*** RECORDS SUPPLIED Section Begins ***
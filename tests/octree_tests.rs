use nbody_octree::{Body, Bounds, G, Node, Octree, Ray, Vec3, utils};

fn approx(a: Vec3, b: Vec3, tol: f32) -> bool {
    (a - b).mag() <= tol
}

/// Walk the whole tree with the next-with-descent rule, calling `visit` for
/// every node reached, and assert the walk terminates within the arena size.
fn walk_all(tree: &Octree, mut visit: impl FnMut(&Node)) {
    let nodes = tree.nodes();
    let mut index = 0usize;
    let mut steps = 0usize;
    loop {
        let node = &nodes[index];
        visit(node);
        steps += 1;
        assert!(
            steps <= nodes.len(),
            "threaded traversal did not terminate within {} steps",
            nodes.len()
        );
        let next = if node.is_branch() {
            node.children
        } else {
            node.next
        };
        if next == 0 || next as usize >= nodes.len() {
            break;
        }
        index = next as usize;
    }
}

#[test]
fn empty_tree_is_a_single_root() {
    let tree = Octree::new(Bounds::new(Vec3::zero(), 100.0), 1024);
    assert_eq!(tree.nodes().len(), 1);
    assert_eq!(tree.nodes()[0].mass, 0.0);
    assert_eq!(tree.nodes()[0].com, Vec3::zero());
    assert_eq!(tree.bounds().size, 100.0);
}

#[test]
fn build_with_no_bodies_keeps_the_root_only() {
    let mut tree = Octree::new(Bounds::new(Vec3::zero(), 100.0), 1024);
    tree.build(&[]).unwrap();
    assert_eq!(tree.nodes().len(), 1);
    assert!(tree.nodes()[0].is_leaf());
    assert_eq!(tree.nodes()[0].mass, 0.0);
}

#[test]
fn two_bodies_in_opposite_octants() {
    let m0 = 1.0;
    let p0 = Vec3::new(1.0, 1.0, 1.0);
    let m1 = 2.0;
    let p1 = Vec3::new(-1.0, -1.0, -1.0);

    let mut tree = Octree::new(Bounds::new(Vec3::zero(), 100.0), 64);
    tree.build(&[
        Body::new(p0, Vec3::zero(), m0, 0.0),
        Body::new(p1, Vec3::zero(), m1, 0.0),
    ])
    .unwrap();

    let root = &tree.nodes()[0];
    assert_eq!(root.mass, m0 + m1);
    assert!(approx(root.com, (p0 * m0 + p1 * m1) / (m0 + m1), 1e-6));
    assert_eq!(root.children, 1);

    // Each body sits alone in its octant's subtree root.
    let q0 = tree.bounds().octant(p0);
    let q1 = tree.bounds().octant(p1);
    assert_ne!(q0, q1);
    for (q, mass, pos) in [(q0, m0, p0), (q1, m1, p1)] {
        let bounds = tree.bounds().octant_bounds(q);
        let cell = tree
            .nodes()
            .iter()
            .find(|node| node.bounds == bounds && !node.is_empty())
            .expect("octant cell holds the body");
        assert_eq!(cell.mass, mass);
        assert!(approx(cell.com, pos, 1e-6));
        assert!(cell.is_leaf());
    }
}

#[test]
fn coincident_bodies_merge_instead_of_recursing() {
    let p = Vec3::new(1.0, 1.0, 1.0);
    let mut tree = Octree::new(Bounds::new(Vec3::zero(), 100.0), 4096);
    tree.build(&[
        Body::new(p, Vec3::zero(), 1.0, 0.0),
        Body::new(p, Vec3::zero(), 1.0, 0.0),
    ])
    .unwrap();

    let root = &tree.nodes()[0];
    assert_eq!(root.mass, 2.0);
    assert!(approx(root.com, p, 1e-6));
    walk_all(&tree, |_| {});
}

#[test]
fn nearly_coincident_bodies_build() {
    let p = Vec3::new(1.0, 1.0, 1.0);
    let q = Vec3::new(1.0 + f32::EPSILON, 1.0, 1.0);
    let mut tree = Octree::new(Bounds::new(Vec3::zero(), 100.0), 4096);
    tree.build(&[
        Body::new(p, Vec3::zero(), 1.0, 0.0),
        Body::new(q, Vec3::zero(), 1.0, 0.0),
    ])
    .unwrap();
    assert_eq!(tree.nodes()[0].mass, 2.0);
}

#[test]
fn far_field_cluster_is_summarized_as_one_node() {
    let p0 = Vec3::new(100.0, 100.0, 100.0);
    let p1 = Vec3::new(99.0, 99.0, 99.0);
    let mut tree = Octree::new(Bounds::new(Vec3::zero(), 400.0), 4096);
    tree.build(&[
        Body::new(p0, Vec3::zero(), 1.0, 0.0),
        Body::new(p1, Vec3::zero(), 1.0, 0.0),
    ])
    .unwrap();

    let mut visits = 0;
    tree.apply(Vec3::zero(), 0.5, |node| {
        visits += 1;
        assert_eq!(node.mass, 2.0);
        assert!(approx(node.com, (p0 + p1) / 2.0, 1e-4));
    });
    assert_eq!(visits, 1);
}

#[test]
fn octant_children_tile_the_parent() {
    let parent = Bounds::new(Vec3::new(3.0, -2.0, 5.0), 80.0);
    for q in 0..8u8 {
        let child = parent.octant_bounds(q);
        assert_eq!(child.size, parent.size * 0.5);
        assert!(parent.contains(child.center));
        assert_eq!(parent.octant(child.center), q);
        assert!(child.contains(child.center));
    }
}

#[test]
fn root_aggregates_match_the_body_set() {
    let n = 1003; // not a multiple of the stage count
    let mut bodies = vec![Body::default(); n];
    utils::cube(
        &mut bodies,
        &utils::CubeArgs {
            size: 500.0,
            ..Default::default()
        },
    );

    let mut tree = Octree::new(Bounds::new(Vec3::zero(), 600.0), 8 * n);
    tree.build(&bodies).unwrap();

    let total_mass: f32 = bodies.iter().map(|b| b.mass).sum();
    let centroid = bodies.iter().fold(Vec3::zero(), |acc, b| acc + b.pos * b.mass) / total_mass;

    let root = &tree.nodes()[0];
    assert!((root.mass - total_mass).abs() <= 1e-3 * total_mass);
    assert!(approx(root.com, centroid, 1e-3 * tree.bounds().size));
}

#[test]
fn every_body_lands_in_exactly_one_leaf() {
    let n = 512;
    let mut bodies = vec![Body::default(); n];
    utils::cube(&mut bodies, &utils::CubeArgs::default());

    let mut tree = Octree::new(Bounds::new(Vec3::zero(), 600.0), 8 * n);
    tree.build(&bodies).unwrap();

    let mut occupied_leaves = 0;
    walk_all(&tree, |node| {
        if node.is_leaf() && !node.is_empty() {
            occupied_leaves += 1;
        }
    });
    assert_eq!(occupied_leaves, n);
}

fn accel_toward(pos: Vec3, radii_sq: f32, src: Vec3, mass: f32) -> Vec3 {
    let delta = src - pos;
    let delta_sq = delta.mag_sq();
    if delta_sq < radii_sq {
        return Vec3::zero();
    }
    G * mass * delta / (delta_sq.sqrt() * delta_sq)
}

/// Per-body direct and tree accelerations plus interaction counts.
fn compare_forces(bodies: &[Body], tree: &Octree, theta: f32) -> (Vec<(Vec3, Vec3)>, usize, usize) {
    let mut pairs = Vec::with_capacity(bodies.len());
    let mut interactions_n2 = 0usize;
    let mut interactions_nlogn = 0usize;
    for body in bodies {
        let radii_sq = body.radius * body.radius;

        let mut acc_n2 = Vec3::zero();
        for other in bodies {
            acc_n2 += accel_toward(body.pos, radii_sq, other.pos, other.mass);
            interactions_n2 += 1;
        }

        let mut acc_bh = Vec3::zero();
        tree.apply(body.pos, theta, |node| {
            acc_bh += accel_toward(body.pos, radii_sq, node.com, node.mass);
            interactions_nlogn += 1;
        });

        pairs.push((acc_n2, acc_bh));
    }
    (pairs, interactions_n2, interactions_nlogn)
}

#[test]
fn barnes_hut_matches_direct_summation() {
    let n = 100;
    let mut bodies = vec![Body::default(); n];
    utils::cube(
        &mut bodies,
        &utils::CubeArgs {
            size: 200.0,
            ..Default::default()
        },
    );

    let mut tree = Octree::new(Bounds::new(Vec3::zero(), 400.0), 8 * n);
    tree.build(&bodies).unwrap();

    // A subtree is summarized once d > s * theta, so larger theta opens
    // more cells. At theta 2 every summarized cell is at least a cell
    // diameter away and the agreement is tight.
    let (pairs, n2, nlogn) = compare_forces(&bodies, &tree, 2.0);
    for (acc_n2, acc_bh) in &pairs {
        let diff = (*acc_bh - *acc_n2).mag();
        assert!(
            diff <= 0.05 * acc_n2.mag() + 1e-4,
            "per-body force mismatch: {:?} vs {:?}",
            acc_bh,
            acc_n2
        );
    }
    assert!(nlogn > 0);
    assert!(nlogn < n2, "tree path touched {nlogn} of {n2} interactions");

    // The default real-time setting is much coarser; it must still track
    // the field in aggregate and touch strictly fewer interactions.
    let (pairs, n2, nlogn_coarse) = compare_forces(&bodies, &tree, 0.5);
    let mean_mag: f32 = pairs.iter().map(|(a, _)| a.mag()).sum::<f32>() / n as f32;
    let mean_diff: f32 = pairs.iter().map(|(a, b)| (*b - *a).mag()).sum::<f32>() / n as f32;
    assert!(mean_diff <= 0.5 * mean_mag);
    assert!(nlogn_coarse < nlogn);
    assert!(nlogn_coarse < n2);
}

#[test]
fn threaded_traversal_visits_each_node_once() {
    let n = 300;
    let mut bodies = vec![Body::default(); n];
    utils::cube(&mut bodies, &utils::CubeArgs::default());

    let mut tree = Octree::new(Bounds::new(Vec3::zero(), 600.0), 8 * n);
    tree.build(&bodies).unwrap();

    let mut seen = std::collections::HashSet::new();
    let mut order = 0usize;
    walk_all(&tree, |node| {
        // Identity by address offset into the arena.
        let index = (node as *const Node as usize - tree.nodes().as_ptr() as usize)
            / std::mem::size_of::<Node>();
        assert!(seen.insert(index), "node {index} visited twice");
        order += 1;
    });
    assert!(order <= tree.nodes().len());
}

#[test]
fn rebuild_is_stable_over_identical_input() {
    let n = 128;
    let mut bodies = vec![Body::default(); n];
    utils::cube(&mut bodies, &utils::CubeArgs::default());

    let mut tree = Octree::new(Bounds::new(Vec3::zero(), 600.0), 8 * n);
    tree.build(&bodies).unwrap();
    let first = (tree.nodes()[0].mass, tree.nodes()[0].com);
    tree.build(&bodies).unwrap();
    let second = (tree.nodes()[0].mass, tree.nodes()[0].com);
    assert_eq!(first.0.to_bits(), second.0.to_bits());
    assert_eq!(first.1.x.to_bits(), second.1.x.to_bits());
    assert_eq!(first.1.y.to_bits(), second.1.y.to_bits());
    assert_eq!(first.1.z.to_bits(), second.1.z.to_bits());
}

#[test]
fn capacity_exhaustion_fails_loudly() {
    // Pack far more bodies into one root octant than its arena slice can
    // hold leaves for; the build must reject instead of writing past the
    // range.
    let mut bodies = vec![Body::default(); 600];
    utils::cube(
        &mut bodies,
        &utils::CubeArgs {
            center: Vec3::new(25.0, 25.0, 25.0),
            size: 40.0,
            ..Default::default()
        },
    );

    let mut tree = Octree::new(Bounds::new(Vec3::zero(), 100.0), 16);
    assert!(tree.build(&bodies).is_err());
}

#[test]
fn ray_from_inside_hits_at_the_origin() {
    let bounds = Bounds::new(Vec3::zero(), 100.0);
    let ray = Ray {
        origin: Vec3::new(1.0, 2.0, 3.0),
        direction: Vec3::new(0.0, 1.0, 0.0),
    };
    let hit = bounds.ray_intersect(&ray).expect("origin is inside");
    assert_eq!(hit.t, 0.0);
    assert!(approx(hit.point, ray.origin, 0.0));
}

#[test]
fn ray_hits_the_near_face() {
    let bounds = Bounds::new(Vec3::zero(), 100.0);
    let ray = Ray {
        origin: Vec3::new(-200.0, 0.0, 0.0),
        direction: Vec3::new(1.0, 0.0, 0.0),
    };
    let hit = bounds.ray_intersect(&ray).expect("ray points at the cube");
    assert!((hit.t - 150.0).abs() < 1e-3);
    assert!(approx(hit.point, Vec3::new(-50.0, 0.0, 0.0), 1e-3));
}

#[test]
fn ray_misses_to_the_side() {
    let bounds = Bounds::new(Vec3::zero(), 100.0);
    let ray = Ray {
        origin: Vec3::new(-200.0, 80.0, 0.0),
        direction: Vec3::new(1.0, 0.0, 0.0),
    };
    assert!(bounds.ray_intersect(&ray).is_none());
}

#[test]
fn query_visits_intersecting_nodes_and_can_stop_early() {
    let mut bodies = vec![Body::default(); 64];
    utils::cube(
        &mut bodies,
        &utils::CubeArgs {
            size: 100.0,
            ..Default::default()
        },
    );
    let mut tree = Octree::new(Bounds::new(Vec3::zero(), 200.0), 2048);
    tree.build(&bodies).unwrap();

    let ray = Ray {
        origin: Vec3::new(-500.0, 0.0, 0.0),
        direction: Vec3::new(1.0, 0.0, 0.0),
    };

    let mut visited = 0;
    tree.query(&ray, |node| {
        assert!(node.bounds.ray_intersect(&ray).is_some());
        visited += 1;
        true
    });
    assert!(visited > 0);

    let mut first_only = 0;
    tree.query(&ray, |_| {
        first_only += 1;
        false
    });
    assert_eq!(first_only, 1);
}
*** RECORDS SUPPLIED Section Ends ***
• [HOW TO COMPLETE THIS TASK]: Output the first line of the entries above and every line after it, exactly as written, ending with the line that contains "Walk the whole".

• [PROBLEM SOLUTION]:
filename tests/octree_tests.rs
use nbody_octree::{Body, Bounds, G, Node, Octree, Ray, Vec3, utils};

fn approx(a: Vec3, b: Vec3, tol: f32) -> bool {
    (a - b).mag() <= tol
}

/// Walk the whole tree with the next-with-descent rule, calling `visit` for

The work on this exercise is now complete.